Start of Block
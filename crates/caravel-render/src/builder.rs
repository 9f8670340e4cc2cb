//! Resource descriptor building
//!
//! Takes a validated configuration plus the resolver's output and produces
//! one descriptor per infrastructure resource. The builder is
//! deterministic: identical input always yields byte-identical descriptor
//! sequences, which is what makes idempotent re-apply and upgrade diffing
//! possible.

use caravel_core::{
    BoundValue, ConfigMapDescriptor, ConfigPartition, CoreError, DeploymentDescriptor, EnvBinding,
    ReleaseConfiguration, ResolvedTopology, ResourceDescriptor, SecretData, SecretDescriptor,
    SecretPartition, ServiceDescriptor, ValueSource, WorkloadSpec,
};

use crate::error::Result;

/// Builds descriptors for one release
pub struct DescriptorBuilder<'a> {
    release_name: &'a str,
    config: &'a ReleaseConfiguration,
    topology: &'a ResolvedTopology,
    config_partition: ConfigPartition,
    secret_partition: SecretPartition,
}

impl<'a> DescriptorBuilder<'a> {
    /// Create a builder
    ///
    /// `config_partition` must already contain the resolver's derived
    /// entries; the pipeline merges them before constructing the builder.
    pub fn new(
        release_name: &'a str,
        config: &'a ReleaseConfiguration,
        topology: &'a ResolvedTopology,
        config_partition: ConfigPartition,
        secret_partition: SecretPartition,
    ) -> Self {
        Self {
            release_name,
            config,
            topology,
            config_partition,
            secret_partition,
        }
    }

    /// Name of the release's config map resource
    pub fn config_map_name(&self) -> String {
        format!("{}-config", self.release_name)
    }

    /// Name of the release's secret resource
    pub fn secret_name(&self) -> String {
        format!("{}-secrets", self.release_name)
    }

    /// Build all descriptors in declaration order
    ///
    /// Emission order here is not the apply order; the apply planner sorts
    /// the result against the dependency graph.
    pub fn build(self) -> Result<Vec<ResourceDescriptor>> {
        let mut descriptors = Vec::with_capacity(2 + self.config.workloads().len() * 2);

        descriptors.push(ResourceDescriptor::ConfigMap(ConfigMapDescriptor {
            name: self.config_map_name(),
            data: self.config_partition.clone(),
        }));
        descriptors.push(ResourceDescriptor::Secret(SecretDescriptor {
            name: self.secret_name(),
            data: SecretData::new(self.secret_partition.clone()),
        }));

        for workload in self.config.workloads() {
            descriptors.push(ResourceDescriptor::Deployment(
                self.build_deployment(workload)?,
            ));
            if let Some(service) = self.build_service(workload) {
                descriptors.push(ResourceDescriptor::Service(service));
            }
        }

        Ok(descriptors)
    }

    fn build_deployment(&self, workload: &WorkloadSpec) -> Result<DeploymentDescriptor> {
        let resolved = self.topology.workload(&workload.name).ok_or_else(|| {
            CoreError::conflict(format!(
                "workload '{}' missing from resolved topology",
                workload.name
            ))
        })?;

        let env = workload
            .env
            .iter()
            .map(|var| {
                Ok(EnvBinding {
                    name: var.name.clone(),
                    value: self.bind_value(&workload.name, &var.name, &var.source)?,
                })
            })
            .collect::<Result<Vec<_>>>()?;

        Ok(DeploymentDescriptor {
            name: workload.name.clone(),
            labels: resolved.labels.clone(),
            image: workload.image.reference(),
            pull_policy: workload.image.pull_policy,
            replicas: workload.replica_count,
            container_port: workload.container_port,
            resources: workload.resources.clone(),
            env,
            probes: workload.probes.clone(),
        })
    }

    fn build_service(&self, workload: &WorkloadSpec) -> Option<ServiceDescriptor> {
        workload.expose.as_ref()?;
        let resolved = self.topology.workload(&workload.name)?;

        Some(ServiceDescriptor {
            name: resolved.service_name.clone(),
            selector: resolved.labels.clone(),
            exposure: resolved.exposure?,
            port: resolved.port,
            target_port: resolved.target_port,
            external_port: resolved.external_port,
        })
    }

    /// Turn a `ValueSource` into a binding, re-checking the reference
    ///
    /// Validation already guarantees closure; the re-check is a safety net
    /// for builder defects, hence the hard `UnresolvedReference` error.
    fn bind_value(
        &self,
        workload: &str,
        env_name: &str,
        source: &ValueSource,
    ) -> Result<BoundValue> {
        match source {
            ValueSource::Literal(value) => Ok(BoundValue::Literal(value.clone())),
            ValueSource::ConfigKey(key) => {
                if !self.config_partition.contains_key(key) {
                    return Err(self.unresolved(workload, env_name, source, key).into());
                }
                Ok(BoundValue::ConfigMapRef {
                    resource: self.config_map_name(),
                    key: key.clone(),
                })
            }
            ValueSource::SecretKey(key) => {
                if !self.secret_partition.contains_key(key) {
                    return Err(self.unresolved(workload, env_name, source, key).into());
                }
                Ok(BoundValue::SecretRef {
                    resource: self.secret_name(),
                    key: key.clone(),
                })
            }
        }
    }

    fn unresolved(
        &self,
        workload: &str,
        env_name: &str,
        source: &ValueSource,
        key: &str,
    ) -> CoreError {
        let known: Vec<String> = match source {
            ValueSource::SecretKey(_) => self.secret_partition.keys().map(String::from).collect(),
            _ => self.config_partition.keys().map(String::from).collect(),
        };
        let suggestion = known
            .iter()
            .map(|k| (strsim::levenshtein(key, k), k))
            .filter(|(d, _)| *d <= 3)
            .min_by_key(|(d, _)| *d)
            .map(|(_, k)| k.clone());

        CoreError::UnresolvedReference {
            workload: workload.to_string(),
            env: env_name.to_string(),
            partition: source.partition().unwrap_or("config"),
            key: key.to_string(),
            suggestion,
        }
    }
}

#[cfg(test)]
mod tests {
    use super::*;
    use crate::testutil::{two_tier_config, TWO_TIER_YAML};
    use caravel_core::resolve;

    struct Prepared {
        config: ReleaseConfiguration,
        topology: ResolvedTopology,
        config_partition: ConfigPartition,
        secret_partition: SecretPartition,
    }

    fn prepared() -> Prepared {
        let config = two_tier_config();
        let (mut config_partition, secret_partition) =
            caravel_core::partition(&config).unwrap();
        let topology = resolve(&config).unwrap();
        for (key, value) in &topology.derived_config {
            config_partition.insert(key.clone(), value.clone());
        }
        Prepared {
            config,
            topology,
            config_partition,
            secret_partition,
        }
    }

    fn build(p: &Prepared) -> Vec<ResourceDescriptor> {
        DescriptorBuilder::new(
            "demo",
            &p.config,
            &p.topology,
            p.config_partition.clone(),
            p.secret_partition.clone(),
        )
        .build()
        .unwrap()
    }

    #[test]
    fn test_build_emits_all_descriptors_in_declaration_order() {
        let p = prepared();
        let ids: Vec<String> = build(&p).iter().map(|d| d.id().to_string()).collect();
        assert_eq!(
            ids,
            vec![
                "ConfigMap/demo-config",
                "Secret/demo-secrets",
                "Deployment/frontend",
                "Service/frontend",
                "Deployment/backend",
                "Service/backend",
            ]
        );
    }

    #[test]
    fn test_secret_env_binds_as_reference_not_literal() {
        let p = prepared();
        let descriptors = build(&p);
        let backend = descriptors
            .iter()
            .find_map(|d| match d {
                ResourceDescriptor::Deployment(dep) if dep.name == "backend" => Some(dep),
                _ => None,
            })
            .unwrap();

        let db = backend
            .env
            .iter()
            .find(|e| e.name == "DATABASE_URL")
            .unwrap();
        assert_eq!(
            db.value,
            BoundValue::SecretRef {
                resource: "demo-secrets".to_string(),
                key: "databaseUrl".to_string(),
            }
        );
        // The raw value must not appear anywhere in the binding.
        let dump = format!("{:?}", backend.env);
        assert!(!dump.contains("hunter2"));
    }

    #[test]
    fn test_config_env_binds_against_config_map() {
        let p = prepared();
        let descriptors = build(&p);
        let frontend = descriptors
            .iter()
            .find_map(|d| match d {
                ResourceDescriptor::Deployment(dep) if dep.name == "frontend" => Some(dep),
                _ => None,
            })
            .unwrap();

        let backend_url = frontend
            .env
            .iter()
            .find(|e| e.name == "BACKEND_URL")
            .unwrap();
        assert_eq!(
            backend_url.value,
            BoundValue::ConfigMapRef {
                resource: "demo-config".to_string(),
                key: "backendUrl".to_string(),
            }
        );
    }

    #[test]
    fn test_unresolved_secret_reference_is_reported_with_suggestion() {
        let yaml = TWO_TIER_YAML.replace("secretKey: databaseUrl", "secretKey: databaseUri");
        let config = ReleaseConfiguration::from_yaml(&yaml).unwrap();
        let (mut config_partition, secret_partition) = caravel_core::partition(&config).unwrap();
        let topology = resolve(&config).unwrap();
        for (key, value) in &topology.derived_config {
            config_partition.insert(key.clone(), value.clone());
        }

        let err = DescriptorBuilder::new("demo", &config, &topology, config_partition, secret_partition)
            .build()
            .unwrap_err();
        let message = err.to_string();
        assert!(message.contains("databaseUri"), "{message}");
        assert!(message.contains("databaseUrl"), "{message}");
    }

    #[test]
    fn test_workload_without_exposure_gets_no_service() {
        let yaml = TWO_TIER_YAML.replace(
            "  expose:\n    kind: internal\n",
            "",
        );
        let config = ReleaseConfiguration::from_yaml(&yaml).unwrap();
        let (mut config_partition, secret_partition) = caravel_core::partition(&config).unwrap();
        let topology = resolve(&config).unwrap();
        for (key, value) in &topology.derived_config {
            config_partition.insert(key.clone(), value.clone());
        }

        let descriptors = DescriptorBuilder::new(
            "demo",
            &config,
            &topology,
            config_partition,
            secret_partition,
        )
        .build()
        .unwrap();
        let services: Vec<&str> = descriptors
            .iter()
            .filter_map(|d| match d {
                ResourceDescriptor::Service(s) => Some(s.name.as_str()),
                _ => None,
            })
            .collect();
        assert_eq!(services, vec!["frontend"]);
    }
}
End of Block
Search the data for "image". Copy each line that has it.

            image: workload.image.reference(),
            pull_policy: workload.image.pull_policy,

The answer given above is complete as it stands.